Modulation of IL ‐27 in adipocytes during inflammatory stress

Objective While it is well established that adipose tissue‐derived inflammation plays an important role in the pathogenic mechanisms linking obesity with metabolic dysfunction, the inflammatory mediators involved have not been fully elucidated. Here, we explored IL‐12 family cytokines with a focus on IL‐27 during obesity‐induced inflammation in mice and cultured adipocytes (ADs) following exposure to inflammatory stimuli. Methods Relative mRNA abundance of IL‐12 cytokines was assessed by reverse transcription polymerase chain reaction (RT‐PCR) in genetically obese B6‐ob/ob mice as well as C57BL/6J mice fed a high‐fat diet and in ADs following exposure to inflammatory stimuli. Protein secretion of cytokines into culture media was assessed by ELISA, and the biological outcome of IL‐27 stimulation was assessed by RT‐PCR and immunoblotting. Results Heterodimeric subunits constituting IL‐27 were significantly induced in obese mice.
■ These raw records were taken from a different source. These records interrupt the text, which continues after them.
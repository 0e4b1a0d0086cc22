//! UTF-8 repair.
//!
//! Input fields arrive as raw bytes and may contain invalid sequences.
//! Repair substitutes one U+FFFD for each minimal invalid span so that
//! downstream parsing only ever sees valid text. Whether a replacement
//! character makes a field unparseable (inside a timestamp, say) is the
//! parsers' concern, not this module's: repair itself never fails.

/// Unicode replacement character substituted for invalid byte spans.
pub const REPLACEMENT: char = '\u{FFFD}';

/// Decode `raw` as UTF-8, replacing each minimal invalid span with one
/// [`REPLACEMENT`] character.
///
/// Valid input comes back byte-identical. `from_utf8_lossy` implements
/// exactly the minimal-span substitution policy: the scan keeps the valid
/// prefix, replaces the smallest offending span, and resumes until the
/// whole field is consumed.
pub fn sanitize_field(raw: &[u8]) -> String {
    String::from_utf8_lossy(raw).into_owned()
}

#[cfg(test)]
mod tests {
    use super::*;

    #[test]
    fn valid_utf8_is_unchanged() {
        assert_eq!(sanitize_field(b"Monkey Alberto"), "Monkey Alberto");
        assert_eq!(sanitize_field("héllo wörld".as_bytes()), "héllo wörld");
        assert_eq!(sanitize_field(b""), "");
    }

    #[test]
    fn invalid_span_becomes_one_replacement() {
        assert_eq!(sanitize_field(b"he\xFFllo"), "he\u{FFFD}llo");
        // Truncated multi-byte sequence at end of field.
        assert_eq!(sanitize_field(b"caf\xC3"), "caf\u{FFFD}");
    }

    #[test]
    fn multiple_invalid_spans_each_replaced() {
        assert_eq!(sanitize_field(b"\xFFa\xFE\xFDb"), "\u{FFFD}a\u{FFFD}\u{FFFD}b");
    }

    #[test]
    fn repair_resumes_after_replacement() {
        // Invalid byte in the middle of otherwise-valid multi-byte text.
        let mut raw = "über".as_bytes().to_vec();
        raw.insert(2, 0x80);
        let repaired = sanitize_field(&raw);
        assert!(repaired.contains(REPLACEMENT));
        assert!(repaired.ends_with("ber"));
    }
}
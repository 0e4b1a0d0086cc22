//! Property tests for UTF-8 repair.

use proptest::prelude::*;

use csvsan_transform::sanitize_field;

proptest! {
    #[test]
    fn repair_never_panics_and_is_a_fixpoint(raw in proptest::collection::vec(any::<u8>(), 0..256)) {
        let repaired = sanitize_field(&raw);
        // Repaired output is already valid, so a second pass changes nothing.
        prop_assert_eq!(sanitize_field(repaired.as_bytes()), repaired);
    }

    #[test]
    fn valid_text_round_trips_unchanged(text in ".*") {
        prop_assert_eq!(sanitize_field(text.as_bytes()), text);
    }

    #[test]
    fn repair_preserves_nonempty_input(raw in proptest::collection::vec(any::<u8>(), 0..256)) {
        // Every input byte maps to output text: valid bytes survive and each
        // invalid span becomes a replacement character, never the empty string.
        let repaired = sanitize_field(&raw);
        prop_assert!(raw.is_empty() == repaired.is_empty());
    }
}
//! Row-at-a-time normalization pipeline.
//!
//! Rows flow strictly forward: raw bytes become sanitized text fields,
//! sanitized fields become normalized fields, and normalized fields become
//! one output line. Nothing is retained across rows beyond the header flag
//! and the summary counters, so output order always matches input order
//! (failed rows are skipped, never reordered).

use std::io::{BufWriter, Read, Write};

use anyhow::{Context, Result};
use csv::ReaderBuilder;
use tracing::{debug, warn};

use csvsan_model::{SanitizedRecord, is_header_row, join_fields};
use csvsan_transform::{normalize_record, sanitize_field};

/// Counters for one pipeline run.
#[derive(Debug, Default, Clone, Copy, PartialEq, Eq)]
pub struct PipelineSummary {
    /// Rows read from the input, header included.
    pub rows_read: usize,
    /// Rows written to the output, header included.
    pub rows_written: usize,
    /// Rows dropped with a diagnostic.
    pub rows_dropped: usize,
    /// Whether a header row was seen and passed through.
    pub header_seen: bool,
}

/// Run the pipeline from `input` to `output` until the input is exhausted.
///
/// Normalization failures are row-local: the row is dropped with a `warn!`
/// diagnostic carrying the cause and the original field values, and
/// processing continues with the next row. Reader and writer failures are
/// fatal and propagate.
pub fn run<R: Read, W: Write>(input: R, output: W) -> Result<PipelineSummary> {
    // Header detection is ours, and rows with the wrong field count must
    // reach the field-count check instead of failing inside the reader.
    let mut reader = ReaderBuilder::new()
        .has_headers(false)
        .flexible(true)
        .from_reader(input);
    let mut writer = BufWriter::new(output);
    let mut summary = PipelineSummary::default();

    for record in reader.byte_records() {
        let record = record.context("read input record")?;
        summary.rows_read += 1;

        let fields: Vec<String> = record.iter().map(sanitize_field).collect();

        // Header passthrough: sanitized for encoding, otherwise untouched.
        // No quoting or padding is applied to header fields.
        if is_header_row(&fields) {
            if !summary.header_seen {
                summary.header_seen = true;
                debug!(row = summary.rows_read, "header row detected");
            }
            writeln!(writer, "{}", join_fields(&fields)).context("write header row")?;
            summary.rows_written += 1;
            continue;
        }

        match SanitizedRecord::from_fields(fields)
            .and_then(|sanitized| normalize_record(&sanitized))
        {
            Ok(normalized) => {
                writeln!(writer, "{}", normalized.to_line()).context("write output row")?;
                summary.rows_written += 1;
            }
            Err(error) => {
                summary.rows_dropped += 1;
                warn!(error = %error, row = ?record, "dropping row");
            }
        }
    }

    writer.flush().context("flush output")?;
    Ok(summary)
}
While all IL‐12 genes were markedly induced by inflammatory stress in cultured ADs, IL‐27 protein was the only cytokine secreted into culture media in response to inflammatory stress. Cultured ADs also responded to IL‐27 stimulation with divergent outcomes that were dependent on the inflammatory milieu of target cells. Conclusions These findings support the premise of autocrine/paracrine mechanisms involving IL‐27 in ADs under conditions of inflammatory stress that may link obesity with inflammatory diseases.